What are we writing about? Using CETIS Publications RSS in R

I have been poking around Adam Coopers text mining weak signals in R code, and being too lazy to collect data in CSV format wondered if I could come up with something similar that used RSS feeds. I discovered it was really easy to read and start to mine RSS feeds in R, but there didn’t seem to be much help available on the web so I thought I’d share my findings.

My test case was the new CETIS publications site, Phil has blogged about how the underlying technology behind site is wordpress, which means it has an easy to find feed. I wrote a very small script to test things out that looks something like this:

      src<-xpathApply(xmlRoot(doc), "//category")
      tags<- NULL

      for (i in 1:length(src)) {
             tags<- rbind(tags,data.frame(tag=tag<-xmlSApply(src[[i]], xmlValue)) )  

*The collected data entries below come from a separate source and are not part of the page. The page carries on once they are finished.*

#[tokio::test]
async fn test_chains_endpoint() {
    let server = create_test_server();

    let response = server.get("/rails/vesync/chains").await;
    response.assert_status_ok();

    let body: serde_json::Value = response.json();
    let chains = body["chains"].as_array().unwrap();
    assert!(chains.iter().any(|c| c["channel"] == 30101 && c["display_name"] == "Ethereum"));

    let configured = body["configured_endpoints"].as_array().unwrap();
    assert_eq!(configured.len(), 1);
    assert_eq!(configured[0]["channel"], 30101);
}

// ═══════════════════════════════════════════════════════════════════════════════
// LOCK & SYNC TESTS
// ═══════════════════════════════════════════════════════════════════════════════

#[tokio::test]
async fn test_lock_sync_relay_mirror() {
    let server = create_test_server();
    let alice = account("alice");
    fund_and_lock(&server, &alice, 1_000, 10).await;

    let before = mirror(&server, &alice).await;
    assert_eq!(before["sync"]["status"], "unsynced");
    assert_eq!(before["balance"], "0");

    let relay = sync_and_relay(&server, &alice).await;
    assert_eq!(relay["report"]["delivered"], 1);
    assert_eq!(relay["pending_packets"], 0);

    let after = mirror(&server, &alice).await;
    assert_eq!(after["sync"]["status"], "synced");
    assert_eq!(after["balance"], after["origin_balance"]);
    assert_ne!(after["balance"], "0");

    let locks: serde_json::Value = server
        .get(&format!("/rails/vesync/locks/{}", alice))
        .await
        .json();
    assert_eq!(after["lock"], locks["lock"]);

    // Both sides decay identically.
    server
        .post("/rails/vesync/time/advance")
        .json(&json!({ "seconds": 3 * WEEK }))
        .await
        .assert_status_ok();
    let later = mirror(&server, &alice).await;
    assert_eq!(later["balance"], later["origin_balance"]);
    assert_ne!(later["balance"], after["balance"]);
}

#[tokio::test]
async fn test_stale_until_resynced() {
    let server = create_test_server();
    let alice = account("alice");
    fund_and_lock(&server, &alice, 500, 10).await;
    sync_and_relay(&server, &alice).await;

    server
        .post("/rails/vesync/faucet")
        .json(&json!({ "account": alice, "amount": units(250) }))
        .await
        .assert_status_ok();
    let response = server
        .post("/rails/vesync/locks/increase-amount")
        .json(&json!({ "account": alice, "amount": units(250) }))
        .await;
    response.assert_status_ok();
    let body: serde_json::Value = response.json();
    assert_eq!(body["lock"]["amount"], units(750));

    let stale = mirror(&server, &alice).await;
    assert_eq!(stale["lock"]["amount"], units(500));
    assert_ne!(stale["balance"], stale["origin_balance"]);

    sync_and_relay(&server, &alice).await;
    let fresh = mirror(&server, &alice).await;
    assert_eq!(fresh["lock"]["amount"], units(750));
    assert_eq!(fresh["balance"], fresh["origin_balance"]);
}

#[tokio::test]
async fn test_increase_unlock_time() {
    let server = create_test_server();
    let alice = account("alice");
    fund_and_lock(&server, &alice, 100, 4).await;
    let start = now(&server).await;

    let response = server
        .post("/rails/vesync/locks/increase-unlock-time")
        .json(&json!({ "account": alice, "unlock_time": start + 2 * WEEK }))
        .await;
    response.assert_status(axum::http::StatusCode::BAD_REQUEST);
    let body: serde_json::Value = response.json();
    assert_eq!(body["error_code"], "UNLOCK_TIME_NOT_INCREASED");

    let response = server
        .post("/rails/vesync/locks/increase-unlock-time")
        .json(&json!({ "account": alice, "unlock_time": start + 20 * WEEK }))
        .await;
    response.assert_status_ok();
    let body: serde_json::Value = response.json();
    let end = body["lock"]["end"].as_u64().unwrap();
    assert_eq!(end % WEEK, 0);
    assert!(end > start + 19 * WEEK);
}

#[tokio::test]
async fn test_create_lock_rejections() {
    let server = create_test_server();
    let bob = account("bob");
    let start = now(&server).await;

    // No tokens yet.
    let response = server
        .post("/rails/vesync/locks/create")
        .json(&json!({ "account": bob, "amount": units(1), "unlock_time": start + 4 * WEEK }))
        .await;
    response.assert_status(axum::http::StatusCode::BAD_REQUEST);
    let body: serde_json::Value = response.json();
    assert_eq!(body["error_code"], "INSUFFICIENT_BALANCE");

    // More than the maximum lock duration.
    server
        .post("/rails/vesync/faucet")
        .json(&json!({ "account": bob, "amount": units(1) }))
        .await
        .assert_status_ok();
    let response = server
        .post("/rails/vesync/locks/create")
        .json(&json!({ "account": bob, "amount": units(1), "unlock_time": start + 300 * WEEK }))
        .await;
    let body: serde_json::Value = response.json();
    assert_eq!(body["error_code"], "UNLOCK_TIME_TOO_LATE");

    let response = server
        .post("/rails/vesync/locks/create")
        .json(&json!({ "account": bob, "amount": "not-a-number", "unlock_time": start + 4 * WEEK }))
        .await;
    let body: serde_json::Value = response.json();
    assert_eq!(body["error_code"], "INVALID_AMOUNT");
}

#[tokio::test]
async fn test_sync_with_no_flags_rejected() {
    let server = create_test_server();

    let response = server
        .post("/rails/vesync/sync")
        .json(&json!({ "account": account("nobody"), "sync_lock": false }))
        .await;
    response.assert_status(axum::http::StatusCode::BAD_REQUEST);
    let body: serde_json::Value = response.json();
    assert_eq!(body["error_code"], "NOTHING_TO_SYNC");
}

// ═══════════════════════════════════════════════════════════════════════════════
// FEE TESTS
// ═══════════════════════════════════════════════════════════════════════════════

#[tokio::test]
async fn test_estimate_fee_grows_with_extra_gas() {
    let server = create_test_server();

    let base: serde_json::Value = server
        .post("/rails/vesync/estimate-fee")
        .json(&json!({}))
        .await
        .json();
    let boosted: serde_json::Value = server
        .post("/rails/vesync/estimate-fee")
        .json(&json!({ "extra_gas": "200000" }))
        .await
        .json();

    let base_fee: u128 = base["native_fee"].as_str().unwrap().parse().unwrap();
    let boosted_fee: u128 = boosted["native_fee"].as_str().unwrap().parse().unwrap();
    assert!(base_fee > 0);
    assert!(boosted_fee > base_fee);
}

#[tokio::test]
async fn test_underpayment_rejected() {
    let server = create_test_server();
    let alice = account("alice");
    fund_and_lock(&server, &alice, 10, 10).await;

    let response = server
        .post("/rails/vesync/sync")
        .json(&json!({ "account": alice, "fee": "1" }))
        .await;
    response.assert_status(axum::http::StatusCode::PAYMENT_REQUIRED);
    let body: serde_json::Value = response.json();
    assert_eq!(body["error_code"], "UNDERPAID");

    let info: serde_json::Value = server.get("/rails/vesync/info").await.json();
    assert_eq!(info["pending_packets"], 0);
}

#[tokio::test]
async fn test_overpayment_refunded() {
    let server = create_test_server();
    let alice = account("alice");
    fund_and_lock(&server, &alice, 10, 10).await;

    let quote: serde_json::Value = server
        .post("/rails/vesync/estimate-fee")
        .json(&json!({}))
        .await
        .json();
    let fee: u128 = quote["native_fee"].as_str().unwrap().parse().unwrap();

    let response = server
        .post("/rails/vesync/sync")
        .json(&json!({ "account": alice, "fee": (fee + 1_000).to_string() }))
        .await;
    response.assert_status_ok();
    let body: serde_json::Value = response.json();
    assert_eq!(body["fee"], fee.to_string());
    assert_eq!(body["refund"], "1000");
    assert_eq!(body["nonce"], 1);
}

// ═══════════════════════════════════════════════════════════════════════════════
// ADMIN TESTS
// ═══════════════════════════════════════════════════════════════════════════════

#[tokio::test]
async fn test_paused_sender_rejects_sync() {
    let server = create_test_server();
    let alice = account("alice");
    fund_and_lock(&server, &alice, 10, 10).await;

    // Only the owner may pause.
    let response = server
        .post("/rails/vesync/admin/pause")
        .json(&json!({ "caller": alice, "paused": true }))
        .await;
    response.assert_status(axum::http::StatusCode::FORBIDDEN);

    server
        .post("/rails/vesync/admin/pause")
        .json(&json!({ "caller": admin(), "paused": true }))
        .await
        .assert_status_ok();

    let response = server
        .post("/rails/vesync/sync")
        .json(&json!({ "account": alice }))
        .await;
    response.assert_status(axum::http::StatusCode::CONFLICT);
    let body: serde_json::Value = response.json();
    assert_eq!(body["error"], "Pausable: paused");

    server
        .post("/rails/vesync/admin/pause")
        .json(&json!({ "caller": admin(), "paused": false }))
        .await
        .assert_status_ok();
    let relay = sync_and_relay(&server, &alice).await;
    assert_eq!(relay["report"]["delivered"], 1);
}

#[tokio::test]
async fn test_sync_on_behalf_of_another_account() {
    let server = create_test_server();
    let alice = account("alice");
    fund_and_lock(&server, &alice, 10, 10).await;

    let response = server
        .post("/rails/vesync/sync")
        .json(&json!({ "account": alice, "caller": account("keeper") }))
        .await;
    response.assert_status_ok();
    server.post("/rails/vesync/relay").await.assert_status_ok();

    let body = mirror(&server, &alice).await;
    assert_eq!(body["balance"], body["origin_balance"]);
}

// ═══════════════════════════════════════════════════════════════════════════════
// PROFILE TESTS
// ═══════════════════════════════════════════════════════════════════════════════

#[tokio::test]
async fn test_profile_status_synced() {
    let server = create_test_server();
    let carol = account("carol");

    server
        .post("/rails/vesync/profile/create")
        .json(&json!({ "account": carol }))
        .await
        .assert_status_ok();

    let response = server
        .post("/rails/vesync/sync")
        .json(&json!({ "account": carol, "sync_lock": false, "sync_profile": true }))
        .await;
    response.assert_status_ok();
    server.post("/rails/vesync/relay").await.assert_status_ok();
    assert_eq!(mirror(&server, &carol).await["profile_active"], true);

    server
        .post("/rails/vesync/profile/pause")
        .json(&json!({ "account": carol, "paused": true }))
        .await
        .assert_status_ok();
    server
        .post("/rails/vesync/sync")
        .json(&json!({ "account": carol, "sync_lock": false, "sync_profile": true }))
        .await
        .assert_status_ok();
    server.post("/rails/vesync/relay").await.assert_status_ok();
    assert_eq!(mirror(&server, &carol).await["profile_active"], false);
}

#[tokio::test]
async fn test_pause_unknown_profile_forbidden() {
    let server = create_test_server();

    let response = server
        .post("/rails/vesync/profile/pause")
        .json(&json!({ "account": account("ghost"), "paused": true }))
        .await;
    response.assert_status(axum::http::StatusCode::FORBIDDEN);
}

// ═══════════════════════════════════════════════════════════════════════════════
// MIGRATION & WITHDRAWAL TESTS
// ═══════════════════════════════════════════════════════════════════════════════

#[tokio::test]
async fn test_migration_synced_to_mirror() {
    let server = create_test_server();
    let dave = account("dave");
    let start = now(&server).await;

    let response = server
        .post("/rails/vesync/cake-pool/deposit")
        .json(&json!({
            "account": dave,
            "amount": units(2_000),
            "lock_end_time": start + 30 * WEEK
        }))
        .await;
    response.assert_status_ok();

    let response = server
        .post("/rails/vesync/locks/migrate")
        .json(&json!({ "account": dave }))
        .await;
    response.assert_status_ok();
    let body: serde_json::Value = response.json();
    assert_eq!(body["user_info"]["cake_pool_type"], 1);
    assert_eq!(body["user_info"]["cake_amount"], (2_000 * UNIT - 1).to_string());
    let proxy = json_address(&body["user_info"]["cake_pool_proxy"]);

    // Second migration is refused.
    let response = server
        .post("/rails/vesync/locks/migrate")
        .json(&json!({ "account": dave }))
        .await;
    response.assert_status(axum::http::StatusCode::FORBIDDEN);

    let locks: serde_json::Value = server
        .get(&format!("/rails/vesync/locks/{}", dave))
        .await
        .json();
    assert_eq!(locks["lock"]["amount"], "0");
    assert_eq!(locks["proxy_lock"]["amount"], (2_000 * UNIT - 1).to_string());

    let relay = sync_and_relay(&server, &dave).await;
    assert_eq!(relay["report"]["delivered"], 1);

    let body = mirror(&server, &dave).await;
    assert_eq!(json_address(&body["sync"]["cake_pool_proxy"]), proxy);
    assert_eq!(body["balance"], body["origin_balance"]);
    assert_ne!(body["balance"], "0");
}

This simply grabs the feed and puts all the categories tags into a dataframe. I then removed the tags that referred to the type of publication and plotted it as a piechart. I’m pretty sure this isn’t the prettiest way to do this, but it was very quick and worked!

         cats <- subset(tags, tag != "Briefing Paper" & tag != "White Paper" & tag != "Other Publication" & tag != "Journal Paper"  & tag != "Report")
         df$tag = factor(df$tag)

Which gave me a visual breakdown of all the categories used on our publications site and how much they are used:

typesI was surprised at how much of a 5 minute job it was. It struck me that because the feed has the publication date it would be easy to do the Google Hans Rosling style chart with it. My next step would be to grab multiple feeds and use some of Adams techniques on the descriptions/content of the feed.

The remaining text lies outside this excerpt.